Putting the screen together was slightly simpler than building the Kano itself, but still very fun and interesting. The control board is pre-soldered and attached to the back of the screen unit, so all you have to do is plug in the connectors for the buttons, then attach the Micro USB power wire (which is a splitter cable, allowing you to also power your Kano from it), and then the HDMI cable. A shorter HDMI is included with the screen, so there's no need to coil up the huge one you got with the original Kano kit to make it fit. You then protect the board with a clip-on cover, as below.
You attach the power/brightness buttons by way of a small piece of Velcro, then clip your Kano into the space on the back. Once completed the instructions (which lay everything out like a LEGO instruction book) then prompt you to use the included magnifying glass to peer at the screen as it comes to life, pointing out the many pixels and what makes them work. It's all very fascinating, even for a thirty-something technology journalist.

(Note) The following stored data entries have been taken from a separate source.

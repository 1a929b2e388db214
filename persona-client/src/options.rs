//! Adapter settings and per-call overrides

use url::Url;

use crate::error::AuthError;

/// What an adapter instance is used for
///
/// Authentication adapters keep the provider in sync with the session:
/// a failed verification also clears the provider's cached login, and
/// `watch` is available for automatic sign-in. Authorization adapters only
/// obtain a verified email for a single request and leave the provider
/// alone when verification fails.
#[derive(Debug, Clone, Copy, PartialEq, Eq, Default)]
pub enum Capability {
    #[default]
    Authentication,
    Authorization,
}

impl Capability {
    pub fn triggers_local_logout_on_error(&self) -> bool {
        matches!(self, Capability::Authentication)
    }

    pub fn supports_watch(&self) -> bool {
        matches!(self, Capability::Authentication)
    }
}

/// How the assertion is encoded in the relay request
#[derive(Debug, Clone, Copy, PartialEq, Eq, Default)]
pub enum ContentType {
    /// `application/x-www-form-urlencoded`
    #[default]
    Form,
    /// `application/json`
    Json,
}

/// How a successful relay response body is read
#[derive(Debug, Clone, Copy, PartialEq, Eq, Default)]
pub enum ResponseFormat {
    /// A JSON string; a body that is not JSON at all is read as raw text
    #[default]
    Json,
    /// The body as-is
    Text,
}

impl ResponseFormat {
    /// Extract the email from a successful response body
    ///
    /// `None` when a JSON body holds anything other than a string.
    pub fn read_email(&self, body: &str) -> Option<String> {
        match self {
            ResponseFormat::Json => match serde_json::from_str::<serde_json::Value>(body) {
                Ok(serde_json::Value::String(email)) => Some(email),
                Ok(_) => None,
                Err(_) => Some(body.trim().to_string()),
            },
            ResponseFormat::Text => Some(body.trim().to_string()),
        }
    }
}

/// Whether relay requests carry cookies
#[derive(Debug, Clone, Copy, PartialEq, Eq, Default)]
pub enum CredentialsPolicy {
    #[default]
    Omit,
    Include,
}

/// Immutable settings of one adapter instance
#[derive(Debug, Clone)]
pub struct AdapterConfig {
    /// Name the application refers to this adapter by
    pub name: String,
    /// Default relay endpoint, e.g. `http://127.0.0.1:3000/verify`
    pub verification_endpoint: String,
    pub content_type: ContentType,
    pub response_format: ResponseFormat,
    pub credentials: CredentialsPolicy,
    pub capability: Capability,
}

impl AdapterConfig {
    pub fn new(name: impl Into<String>, verification_endpoint: impl Into<String>) -> Self {
        Self {
            name: name.into(),
            verification_endpoint: verification_endpoint.into(),
            content_type: ContentType::default(),
            response_format: ResponseFormat::default(),
            credentials: CredentialsPolicy::default(),
            capability: Capability::default(),
        }
    }

    pub fn with_capability(mut self, capability: Capability) -> Self {
        self.capability = capability;
        self
    }

    pub fn with_content_type(mut self, content_type: ContentType) -> Self {
        self.content_type = content_type;
        self
    }

    pub fn with_response_format(mut self, response_format: ResponseFormat) -> Self {
        self.response_format = response_format;
        self
    }

    pub fn with_credentials(mut self, credentials: CredentialsPolicy) -> Self {
        self.credentials = credentials;
        self
    }

    /// Combine these defaults with per-call overrides
    pub fn resolve(&self, options: &VerifyOptions) -> Result<RequestSettings, AuthError> {
        let endpoint = options
            .verification_endpoint
            .as_deref()
            .unwrap_or(&self.verification_endpoint);

        Ok(RequestSettings {
            url: parse_endpoint(endpoint)?,
            content_type: options.content_type.unwrap_or(self.content_type),
            response_format: options.response_format.unwrap_or(self.response_format),
            credentials: options.credentials.unwrap_or(self.credentials),
        })
    }
}

/// Per-call overrides; unset fields fall back to the adapter's settings
#[derive(Debug, Clone, Default)]
pub struct VerifyOptions {
    pub verification_endpoint: Option<String>,
    pub content_type: Option<ContentType>,
    pub response_format: Option<ResponseFormat>,
    pub credentials: Option<CredentialsPolicy>,
}

impl VerifyOptions {
    pub fn new() -> Self {
        Self::default()
    }

    pub fn endpoint(mut self, endpoint: impl Into<String>) -> Self {
        self.verification_endpoint = Some(endpoint.into());
        self
    }

    pub fn content_type(mut self, content_type: ContentType) -> Self {
        self.content_type = Some(content_type);
        self
    }

    pub fn response_format(mut self, response_format: ResponseFormat) -> Self {
        self.response_format = Some(response_format);
        self
    }

    pub fn credentials(mut self, credentials: CredentialsPolicy) -> Self {
        self.credentials = Some(credentials);
        self
    }
}

/// Effective settings of one relay request
#[derive(Debug, Clone, PartialEq, Eq)]
pub struct RequestSettings {
    pub url: Url,
    pub content_type: ContentType,
    pub response_format: ResponseFormat,
    pub credentials: CredentialsPolicy,
}

pub(crate) fn parse_endpoint(endpoint: &str) -> Result<Url, AuthError> {
    let url = Url::parse(endpoint).map_err(|e| AuthError::InvalidEndpoint {
        endpoint: endpoint.to_string(),
        reason: e.to_string(),
    })?;

    match url.scheme() {
        "http" | "https" => Ok(url),
        other => Err(AuthError::InvalidEndpoint {
            endpoint: endpoint.to_string(),
            reason: format!("unsupported scheme '{}'", other),
        }),
    }
}
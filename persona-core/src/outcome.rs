//! Verifier responses and verification outcomes

use serde::{Deserialize, Serialize};

use crate::{Error, Result};

/// Status value the verifier reports for a valid assertion
pub const STATUS_OKAY: &str = "okay";

/// Fixed message the relay returns for any failure it cannot attribute to
/// the verifier's verdict (bad JSON, missing fields, transport errors)
pub const RELAY_INTERNAL_ERROR: &str = "Error while processing the response from verification API";

/// Response body of the remote verification API
#[derive(Debug, Clone, Serialize, Deserialize)]
pub struct VerifierResponse {
    /// `"okay"` when the assertion verified, anything else otherwise
    pub status: String,

    /// The verified email address (if successful)
    #[serde(default, skip_serializing_if = "Option::is_none")]
    pub email: Option<String>,

    /// The audience the assertion was checked against (if successful)
    #[serde(default, skip_serializing_if = "Option::is_none")]
    pub audience: Option<String>,

    /// Expiration timestamp in milliseconds (if successful)
    #[serde(default, skip_serializing_if = "Option::is_none")]
    pub expires: Option<i64>,

    /// The issuing domain (if successful)
    #[serde(default, skip_serializing_if = "Option::is_none")]
    pub issuer: Option<String>,

    /// Error reason (if failed)
    #[serde(default, skip_serializing_if = "Option::is_none")]
    pub reason: Option<String>,
}

impl VerifierResponse {
    /// Create a successful verifier response
    pub fn okay(email: impl Into<String>) -> Self {
        Self {
            status: STATUS_OKAY.to_string(),
            email: Some(email.into()),
            audience: None,
            expires: None,
            issuer: None,
            reason: None,
        }
    }

    /// Create a failed verifier response
    pub fn failure(reason: impl Into<String>) -> Self {
        Self {
            status: "failure".to_string(),
            email: None,
            audience: None,
            expires: None,
            issuer: None,
            reason: Some(reason.into()),
        }
    }

    pub fn is_okay(&self) -> bool {
        self.status == STATUS_OKAY
    }
}

/// Terminal result of one verification round-trip
#[derive(Debug, Clone, PartialEq, Eq)]
pub enum VerificationOutcome {
    Verified { email: String },
    Rejected { reason: String },
}

impl VerificationOutcome {
    /// Interpret a raw verifier response body
    ///
    /// Fails when the body is not JSON, carries no `status`, or reports
    /// `okay` without an email.
    pub fn from_verifier_body(body: &str) -> Result<Self> {
        let response: VerifierResponse = serde_json::from_str(body)?;
        Self::from_response(response)
    }

    /// Interpret an already-decoded verifier response
    pub fn from_response(response: VerifierResponse) -> Result<Self> {
        if response.is_okay() {
            match response.email {
                Some(email) if !email.is_empty() => Ok(Self::Verified { email }),
                _ => Err(Error::MalformedResponse(
                    "status okay without an email".to_string(),
                )),
            }
        } else {
            Ok(Self::Rejected {
                reason: response.reason.unwrap_or_default(),
            })
        }
    }

    pub fn email(&self) -> Option<&str> {
        match self {
            Self::Verified { email } => Some(email),
            Self::Rejected { .. } => None,
        }
    }
}
//! Persona Sign-in Adapter
//!
//! Drives a sign-in from start to finish:
//! - Ask the identity provider for a signed assertion
//! - Submit it to the verification relay
//! - Persist the verified email as the session

pub mod adapter;
pub mod error;
pub mod options;
pub mod provider;
pub mod session;

pub use adapter::{AuthAdapter, AuthState, WatchHandler};
pub use error::{AuthError, ErrorBody, SessionError};
pub use options::{AdapterConfig, Capability, ContentType, CredentialsPolicy, ResponseFormat, VerifyOptions};
pub use provider::{IdentityProvider, ProviderEvent, ProviderFailure};
pub use session::{FileStorage, KeyValueStorage, MemoryStorage, SessionStore, SESSION_KEY};
//! Relay state

use persona_core::Audience;

use crate::verifier::AssertionVerifier;

/// Relay application state
pub struct AppState<V: AssertionVerifier> {
    /// Client for the remote verification API
    pub verifier: V,
    /// This deployment's audience, attached to every outbound verification
    pub audience: Audience,
}

impl<V: AssertionVerifier> AppState<V> {
    pub fn new(verifier: V, audience: Audience) -> Self {
        Self { verifier, audience }
    }
}
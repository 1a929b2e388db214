//! Relay configuration

use std::path::PathBuf;

use persona_core::Audience;
use serde::Deserialize;

/// Verification API used when none is configured
pub const DEFAULT_VERIFIER_URL: &str = "https://verifier.login.persona.org/verify";

#[derive(Debug, Clone, Deserialize)]
pub struct Config {
    /// Port to listen on
    pub port: u16,

    /// This deployment's canonical origin, sent as the audience of every verification
    pub audience: Audience,

    /// Remote verification API endpoint
    pub verifier_url: String,

    /// Timeout for one verifier round-trip, in seconds
    pub verifier_timeout_secs: u64,

    /// Directory of static files to serve alongside the relay
    pub static_dir: Option<PathBuf>,
}

impl Default for Config {
    fn default() -> Self {
        Self {
            port: 3000,
            audience: Audience::loopback(3000),
            verifier_url: DEFAULT_VERIFIER_URL.to_string(),
            verifier_timeout_secs: 10,
            static_dir: None,
        }
    }
}

impl Config {
    /// Load configuration from environment variables
    ///
    /// - PERSONA_PORT (default: 3000)
    /// - PERSONA_AUDIENCE (default: http://127.0.0.1:<port>)
    /// - PERSONA_VERIFIER_URL
    /// - PERSONA_VERIFIER_TIMEOUT_SECS (default: 10)
    /// - PERSONA_STATIC_DIR
    pub fn from_env() -> anyhow::Result<Self> {
        Self::from_lookup(|key| std::env::var(key).ok())
    }

    /// Load configuration from an arbitrary variable source
    pub fn from_lookup<F>(lookup: F) -> anyhow::Result<Self>
    where
        F: Fn(&str) -> Option<String>,
    {
        let get = |key: &str| lookup(key).filter(|s| !s.is_empty());
        let defaults = Self::default();

        let port = match get("PERSONA_PORT") {
            Some(p) => p
                .parse()
                .map_err(|e| anyhow::anyhow!("Invalid PERSONA_PORT '{}': {}", p, e))?,
            None => defaults.port,
        };

        let audience = match get("PERSONA_AUDIENCE") {
            Some(a) => Audience::parse(&a)?,
            None => Audience::loopback(port),
        };

        let verifier_timeout_secs = match get("PERSONA_VERIFIER_TIMEOUT_SECS") {
            Some(t) => t.parse().map_err(|e| {
                anyhow::anyhow!("Invalid PERSONA_VERIFIER_TIMEOUT_SECS '{}': {}", t, e)
            })?,
            None => defaults.verifier_timeout_secs,
        };

        Ok(Self {
            port,
            audience,
            verifier_url: get("PERSONA_VERIFIER_URL").unwrap_or(defaults.verifier_url),
            verifier_timeout_secs,
            static_dir: get("PERSONA_STATIC_DIR").map(PathBuf::from),
        })
    }
}
//! End-to-end samplesheet check: read, validate, group, write.

use std::fs;
use std::io::ErrorKind;
use std::path::{Path, PathBuf};

use tracing::{debug, info, info_span};

use crate::error::{Result, RowIssue, SamplesheetError};
use crate::header::check_header;
use crate::mapping::SampleMapping;
use crate::row::SampleRow;
use crate::writer::write_samplesheet;

const UTF8_BOM: char = '\u{feff}';

/// Outcome of a successful check.
#[derive(Debug, Clone, PartialEq, Eq)]
pub struct CheckSummary {
    pub input: PathBuf,
    pub output: PathBuf,
    /// Row count per sample, in output order.
    pub samples: Vec<SampleCount>,
}

#[derive(Debug, Clone, PartialEq, Eq)]
pub struct SampleCount {
    pub sample_id: String,
    pub rows: usize,
}

impl CheckSummary {
    fn new(input: &Path, output: &Path, mapping: &SampleMapping) -> Self {
        Self {
            input: input.to_path_buf(),
            output: output.to_path_buf(),
            samples: mapping
                .samples()
                .map(|(sample_id, rows)| SampleCount {
                    sample_id: sample_id.to_string(),
                    rows: rows.len(),
                })
                .collect(),
        }
    }

    pub fn sample_count(&self) -> usize {
        self.samples.len()
    }

    pub fn row_count(&self) -> usize {
        self.samples.iter().map(|sample| sample.rows).sum()
    }
}

/// Validates `input` and writes its canonical form to `output`.
///
/// Stops at the first problem. Nothing is written unless the whole input
/// passes, and an input with a valid header but no rows is an error.
pub fn check_samplesheet(input: &Path, output: &Path) -> Result<CheckSummary> {
    let span = info_span!("check_samplesheet", input = %input.display());
    let _guard = span.enter();

    let content = read_samplesheet(input)?;
    let mapping = parse_samplesheet(&content)?;
    if mapping.is_empty() {
        return Err(SamplesheetError::NoEntries {
            path: input.to_path_buf(),
        });
    }
    write_samplesheet(&mapping, output)?;
    Ok(CheckSummary::new(input, output, &mapping))
}

/// Reads the input as UTF-8 text, dropping a leading UTF-8 byte-order mark.
///
/// UTF-16 input is rejected up front rather than failing the header check
/// with an unreadable diagnostic.
pub fn read_samplesheet(path: &Path) -> Result<String> {
    let bytes = fs::read(path).map_err(|source| {
        if source.kind() == ErrorKind::NotFound {
            SamplesheetError::FileNotFound {
                path: path.to_path_buf(),
            }
        } else {
            SamplesheetError::Read {
                path: path.to_path_buf(),
                source,
            }
        }
    })?;

    if let Some(encoding) = utf16_bom(&bytes) {
        return Err(SamplesheetError::UnsupportedEncoding {
            path: path.to_path_buf(),
            encoding,
        });
    }

    let text = String::from_utf8(bytes).map_err(|err| SamplesheetError::Read {
        path: path.to_path_buf(),
        source: std::io::Error::new(ErrorKind::InvalidData, err),
    })?;
    Ok(match text.strip_prefix(UTF8_BOM) {
        Some(stripped) => stripped.to_string(),
        None => text,
    })
}

/// Like `str::lines`, but a lone `\r` is also a line break.
fn split_lines(content: &str) -> impl Iterator<Item = &str> {
    let mut rest = content;
    std::iter::from_fn(move || {
        if rest.is_empty() {
            return None;
        }
        let Some(end) = rest.find(['\r', '\n']) else {
            return Some(std::mem::take(&mut rest));
        };
        let line = &rest[..end];
        let break_len = if rest[end..].starts_with("\r\n") { 2 } else { 1 };
        rest = &rest[end + break_len..];
        Some(line)
    })
}

fn utf16_bom(bytes: &[u8]) -> Option<&'static str> {
    match bytes.get(..2)? {
        [0xFF, 0xFE] => Some("UTF-16 LE"),
        [0xFE, 0xFF] => Some("UTF-16 BE"),
        _ => None,
    }
}

/// Checks the header and every data row of samplesheet text.
///
/// Line numbers are 1-based and count blank lines, so the first data line
/// is line 2. `\n`, `\r\n` and a bare `\r` all end a line.
pub fn parse_samplesheet(content: &str) -> Result<SampleMapping> {
    let mut lines = split_lines(content)
        .enumerate()
        .map(|(idx, line)| (idx + 1, line));

    let header = lines.next().map_or("", |(_, line)| line);
    let columns = check_header(header)?;
    debug!(columns = columns.len(), "header accepted");

    let mut mapping = SampleMapping::new();
    for (line_number, line) in lines {
        if line.trim().is_empty() {
            continue;
        }
        let row = SampleRow::parse(line, line_number)?;
        debug!(line = line_number, sample_id = %row.sample_id, "row accepted");
        if !mapping.insert(row) {
            return Err(SamplesheetError::row(
                RowIssue::DuplicateRow,
                line_number,
                line,
            ));
        }
    }

    info!(
        samples = mapping.sample_count(),
        rows = mapping.row_count(),
        "samplesheet rows validated"
    );
    Ok(mapping)
}
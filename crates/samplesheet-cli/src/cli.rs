//! CLI argument definitions for the samplesheet checker.

use std::path::PathBuf;

use clap::{Parser, ValueEnum};
use clap_verbosity_flag::{Verbosity, WarnLevel};
use colorchoice_clap::Color;

#[derive(Parser)]
#[command(
    name = "check-samplesheet",
    version,
    about = "Reformat samplesheet file and check its contents.",
    long_about = "Reformat samplesheet file and check its contents.\n\n\
                  Requires the header sample_id,fastq_1,fastq_2,condition and one paired-end\n\
                  entry per row. Writes a copy with rows grouped and sorted by sample_id.",
    after_help = "Example usage: check-samplesheet <FILE_IN> <FILE_OUT>"
)]
pub struct Cli {
    /// Input samplesheet file.
    #[arg(value_name = "FILE_IN")]
    pub file_in: PathBuf,

    /// Output file.
    #[arg(value_name = "FILE_OUT")]
    pub file_out: PathBuf,

    /// Adjust log verbosity (-v for info, -vv for debug, -q for errors only).
    #[command(flatten)]
    pub verbosity: Verbosity<WarnLevel>,

    /// Control ANSI color output (auto, always, never).
    #[command(flatten)]
    pub color: Color,

    /// Explicit log level (overrides -v/-q flags).
    #[arg(long = "log-level", value_enum)]
    pub log_level: Option<LogLevelArg>,

    /// Log output format (pretty for human, json for machine parsing).
    #[arg(long = "log-format", value_enum, default_value = "pretty")]
    pub log_format: LogFormatArg,

    /// Write logs to a file instead of stderr.
    #[arg(long = "log-file", value_name = "PATH")]
    pub log_file: Option<PathBuf>,
}

/// CLI log level choices.
#[derive(Clone, Copy, ValueEnum)]
pub enum LogLevelArg {
    Error,
    Warn,
    Info,
    Debug,
    Trace,
}

/// CLI log format choices.
#[derive(Clone, Copy, ValueEnum)]
pub enum LogFormatArg {
    Pretty,
    Compact,
    Json,
}
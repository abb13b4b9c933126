//! Samplesheet schema: required columns, limits and file-name rules.

/// Required leading header columns, in order.
pub const HEADER: [&str; 4] = ["sample_id", "fastq_1", "fastq_2", "condition"];

/// Minimum number of fields a data row must have.
pub const MIN_COLUMNS: usize = HEADER.len();

/// Minimum number of non-empty fields among the required columns.
pub const MIN_POPULATED_COLUMNS: usize = 4;

/// Accepted FastQ file suffixes, in matching priority.
pub const FASTQ_SUFFIXES: [&str; 2] = [FastqSuffix::FastqGz.as_str(), FastqSuffix::FqGz.as_str()];

/// Canonical header line written to every output file.
pub fn canonical_header() -> String {
    HEADER.join(",")
}

/// Recognized compressed FastQ extension.
#[derive(Debug, Clone, Copy, PartialEq, Eq)]
pub enum FastqSuffix {
    /// `.fastq.gz`
    FastqGz,
    /// `.fq.gz`
    FqGz,
}

impl FastqSuffix {
    pub const fn as_str(self) -> &'static str {
        match self {
            Self::FastqGz => ".fastq.gz",
            Self::FqGz => ".fq.gz",
        }
    }

    /// Detects the suffix of a FastQ path, checking `.fastq.gz` first.
    pub fn detect(path: &str) -> Option<Self> {
        [Self::FastqGz, Self::FqGz]
            .into_iter()
            .find(|suffix| path.ends_with(suffix.as_str()))
    }
}

/// Splits a raw line on commas, trimming whitespace, then surrounding
/// double quotes, then whitespace again from each field.
///
/// The second trim keeps the canonical output a fixed point: a quoted
/// `" healthy"` is written unquoted and would otherwise be trimmed on rerun.
///
/// Quoted commas are not special: the samplesheet format never quotes a
/// delimiter, so a quote only wraps a whole field.
pub fn split_fields(line: &str) -> Vec<&str> {
    line.trim()
        .split(',')
        .map(|field| field.trim().trim_matches('"').trim())
        .collect()
}
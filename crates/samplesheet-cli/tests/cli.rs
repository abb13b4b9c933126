//! End-to-end tests for the `check-samplesheet` binary.

use std::fs;
use std::path::{Path, PathBuf};
use std::process::{Command, Output};

use tempfile::TempDir;

fn run(input: &Path, output: &Path) -> Output {
    Command::new(env!("CARGO_BIN_EXE_check-samplesheet"))
        .arg(input)
        .arg(output)
        .env_remove("RUST_LOG")
        .output()
        .expect("failed to run check-samplesheet")
}

fn input_file(dir: &TempDir, content: &str) -> PathBuf {
    let path = dir.path().join("samplesheet.csv");
    fs::write(&path, content).unwrap();
    path
}

#[test]
fn valid_samplesheet_is_normalized() {
    let dir = TempDir::new().unwrap();
    let input = input_file(
        &dir,
        "sample_id,fastq_1,fastq_2,condition\n\
         S2,b_R1.fastq.gz,b_R2.fastq.gz,cancer\n\
         S1,a_R1.fq.gz,a_R2.fq.gz,healthy\n",
    );
    let output = dir.path().join("out").join("samplesheet.valid.csv");

    let result = run(&input, &output);

    assert_eq!(result.status.code(), Some(0));
    insta::assert_snapshot!(fs::read_to_string(&output).unwrap(), @r"
    sample_id,fastq_1,fastq_2,condition
    S1,a_R1.fq.gz,a_R2.fq.gz,healthy
    S2,b_R1.fastq.gz,b_R2.fastq.gz,cancer
    ");
    let stdout = String::from_utf8_lossy(&result.stdout);
    assert!(stdout.contains("S1"));
    assert!(!stdout.contains("ERROR"));
}

#[test]
fn bad_header_exits_one_without_output() {
    let dir = TempDir::new().unwrap();
    let input = input_file(
        &dir,
        "sampleid,fastq_1,fastq_2,condition\nS1,a_R1.fq.gz,a_R2.fq.gz,healthy\n",
    );
    let output = dir.path().join("samplesheet.valid.csv");

    let result = run(&input, &output);

    assert_eq!(result.status.code(), Some(1));
    assert!(!output.exists());
    let stdout = String::from_utf8_lossy(&result.stdout);
    insta::assert_snapshot!(
        stdout.trim_end(),
        @"ERROR: Please check samplesheet header -> sampleid,fastq_1,fastq_2,condition != sample_id,fastq_1,fastq_2,condition"
    );
}

#[test]
fn row_error_names_line() {
    let dir = TempDir::new().unwrap();
    let input = input_file(
        &dir,
        "sample_id,fastq_1,fastq_2,condition\n\
         S1,a_R1.fq.gz,a_R2.fq.gz,healthy\n\
         S 2,b_R1.fq.gz,b_R2.fq.gz,cancer\n",
    );
    let output = dir.path().join("samplesheet.valid.csv");

    let result = run(&input, &output);

    assert_eq!(result.status.code(), Some(1));
    assert!(!output.exists());
    let stdout = String::from_utf8_lossy(&result.stdout);
    insta::assert_snapshot!(stdout.trim_end(), @r"
    ERROR: Please check samplesheet -> Sample ID contains spaces!
    Line 3: 'S 2,b_R1.fq.gz,b_R2.fq.gz,cancer'
    ");
}

#[test]
fn header_only_reports_no_entries() {
    let dir = TempDir::new().unwrap();
    let input = input_file(&dir, "sample_id,fastq_1,fastq_2,condition\n");
    let output = dir.path().join("samplesheet.valid.csv");

    let result = run(&input, &output);

    assert_eq!(result.status.code(), Some(1));
    assert!(!output.exists());
    let stdout = String::from_utf8_lossy(&result.stdout);
    assert!(stdout.starts_with("ERROR: Please check samplesheet -> No entries to process!"));
    assert!(stdout.contains(&format!("Samplesheet: '{}'", input.display())));
}

#[test]
fn blocked_output_dir_reports_path() {
    let dir = TempDir::new().unwrap();
    let input = input_file(
        &dir,
        "sample_id,fastq_1,fastq_2,condition\nS1,a_R1.fq.gz,a_R2.fq.gz,healthy\n",
    );
    let blocker = dir.path().join("results");
    fs::write(&blocker, "not a directory").unwrap();
    let output = blocker.join("samplesheet.valid.csv");

    let result = run(&input, &output);

    assert_eq!(result.status.code(), Some(1));
    let stdout = String::from_utf8_lossy(&result.stdout);
    let expected = format!(
        "ERROR: failed to create output directory {}: ",
        blocker.display()
    );
    assert!(stdout.starts_with(&expected), "unexpected diagnostic: {stdout}");
    assert!(!stdout.contains("Please check samplesheet"));
}

#[test]
fn missing_input_reports_path() {
    let dir = TempDir::new().unwrap();
    let input = dir.path().join("absent.csv");
    let output = dir.path().join("samplesheet.valid.csv");

    let result = run(&input, &output);

    assert_eq!(result.status.code(), Some(1));
    assert!(!output.exists());
    let stdout = String::from_utf8_lossy(&result.stdout);
    assert_eq!(
        stdout.trim_end(),
        format!("ERROR: samplesheet not found: {}", input.display())
    );
}

#[test]
fn missing_arguments_fail() {
    let result = Command::new(env!("CARGO_BIN_EXE_check-samplesheet"))
        .output()
        .expect("failed to run check-samplesheet");
    assert!(!result.status.success());
}
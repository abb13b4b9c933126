//! Data row parsing and per-field checks.

use crate::error::{Result, RowIssue, SamplesheetError};
use crate::schema::{FastqSuffix, MIN_COLUMNS, MIN_POPULATED_COLUMNS, split_fields};

/// A validated paired-end samplesheet entry.
#[derive(Debug, Clone, PartialEq, Eq)]
pub struct SampleRow {
    pub sample_id: String,
    pub fastq_1: String,
    pub fastq_2: String,
    pub condition: String,
    /// 1-based line in the source file. Not part of record identity.
    pub line_number: usize,
}

impl SampleRow {
    /// Parses and checks one raw data line.
    ///
    /// Columns beyond the fourth are discarded.
    pub fn parse(line: &str, line_number: usize) -> Result<Self> {
        let reject = |issue| SamplesheetError::row(issue, line_number, line);

        let fields = split_fields(line);
        if fields.len() < MIN_COLUMNS {
            return Err(reject(RowIssue::TooFewColumns));
        }
        let required = &fields[..MIN_COLUMNS];
        let populated = required.iter().filter(|field| !field.is_empty()).count();
        if populated < MIN_POPULATED_COLUMNS {
            return Err(reject(RowIssue::TooFewPopulatedColumns));
        }

        let (sample_id, fastq_1, fastq_2, condition) =
            (required[0], required[1], required[2], required[3]);
        if sample_id.contains(' ') {
            return Err(reject(RowIssue::SampleIdContainsSpaces));
        }
        if sample_id.is_empty() {
            return Err(reject(RowIssue::SampleIdMissing));
        }
        for fastq in [fastq_1, fastq_2] {
            if let Some(issue) = fastq_issue(fastq) {
                return Err(reject(issue));
            }
        }

        Ok(Self {
            sample_id: sample_id.to_string(),
            fastq_1: fastq_1.to_string(),
            fastq_2: fastq_2.to_string(),
            condition: condition.to_string(),
            line_number,
        })
    }

    /// The normalized fields in output column order.
    pub fn record(&self) -> [&str; 4] {
        [
            self.sample_id.as_str(),
            self.fastq_1.as_str(),
            self.fastq_2.as_str(),
            self.condition.as_str(),
        ]
    }

    /// True when both rows carry the same fields, whatever their lines.
    pub fn same_record(&self, other: &Self) -> bool {
        self.record() == other.record()
    }
}

fn fastq_issue(fastq: &str) -> Option<RowIssue> {
    if fastq.is_empty() {
        return None;
    }
    if fastq.contains(' ') {
        return Some(RowIssue::FastqContainsSpaces);
    }
    match FastqSuffix::detect(fastq) {
        Some(_) => None,
        None => Some(RowIssue::FastqExtension),
    }
}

Fired up, the 10.1 inch Kano screen is LCD and features a resolution of 1280 x 800p, which is very good considering this is just a tad more than £100, and that it is made from tough Gorilla Glass. Connected to the Kano, and running their special Linux-based operating system, it is a pleasure to use, and doing so with the Kano's wireless keyboard (with integrated trackpad) feels very natural. Everything looks bright, crisp and clear on the screen, from the basic coding software, to running heavier things like Minecraft and playing videos.
The screen can either be set upright or angled downwards. There is no accelerometer in either the screen or the Kano, so changing between the two requires a quick settings change. We discovered that kids preferred to use it upright, as they tend to be lower down in a chair, (being smaller, as they are. Bless) whereas our adult testers preferred the laid back position to get a better view of the screen. No matter which way you choose to place it, there is still a gap for the power cable to trail out, and the Kano stays locked in and secure.
Just as with the Kano itself, the screen kit offers other uses outside of the coding world. You basically have a very good screen here with an available HDMI port, meaning anything could be connected to it. We've experimented using it as a second screen for a laptop (which it did so very well), as well as hooking up a couple of games consoles (although doing so required additional speakers). When the Kano Screen isn't being used in conjunction with a Kano, it still has many uses, both for kids and adults.
A great addition to your existing Kano kit, the Kano Screen Kit is well worth it if your little coder is hogging other screens too much, or if they are looking for a fun and challenging gadget to use with their other computers.